Olvidamos que los cambios y las transformaciones se postulaban para acabar con la desarmonía estructural, origen último de la humillación de la condición humana. No se actuaba para entronizar la correlación pequeña de fuerza, fuente de la deformación de los medios y los fines.
Esta lucha entre ambición y filosofía, o la diferencia entre reyes timófilos y reyes filósofos que realizó Francisco Miró Quesada C., explica de otra manera el problema ante el que Miró Quesada se preguntó: “¿Qué hacer, mientras tanto, para que los Gobiernos sean cada vez más éticos; es decir, más humanos?”. Se contestó: “Nos parece que la historia vuelve a indicar el camino: debemos tratar de influenciar mediante el pensamiento escrito y hablado al mayor número posible de personas, para que la opinión pública exija un comportamiento ético de sus gobernantes”.
Weber trabaja sobre estas virtudes y defectos del hombre público. La pasión o ambición es una de las cualidades que valora; sin embargo, para Weber, la pasión no convierte a un hombre en político. Para serlo, esta tiene que estar al servicio de una causa, y la responsabilidad hacia esa causa se convierte en la estrella que orienta su acción.
Para esto —dice Weber— se necesita mesura, capacidad para dejar que la realidad actúe sobre uno sin perder el recogimiento y la tranquilidad; es decir, para guardar la distancia con los hombres y las cosas.

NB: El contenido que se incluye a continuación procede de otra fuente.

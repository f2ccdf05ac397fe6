//! Data models for bizflow

pub mod approval;
pub mod automation;
pub mod configuration;
pub mod template;
pub mod workflow;

pub use approval::*;
pub use automation::*;
pub use configuration::*;
pub use template::*;
pub use workflow::*;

No saber guardar distancias es uno de los pecados mortales de todo político y una de las cualidades cuyo olvido condenará a la impotencia.
Impotencia explicable en nuestros días, debido a la concepción que hace que los seres humanos se conviertan en objetos, no en sujetos; en cosas que hay que ganar doblegando por la fuerza o por la humillación de su dignidad. No se trata ya de educar para “doblegar” de verdad, sino de correlacionar a los hombres y a las cosas sin importar el precio.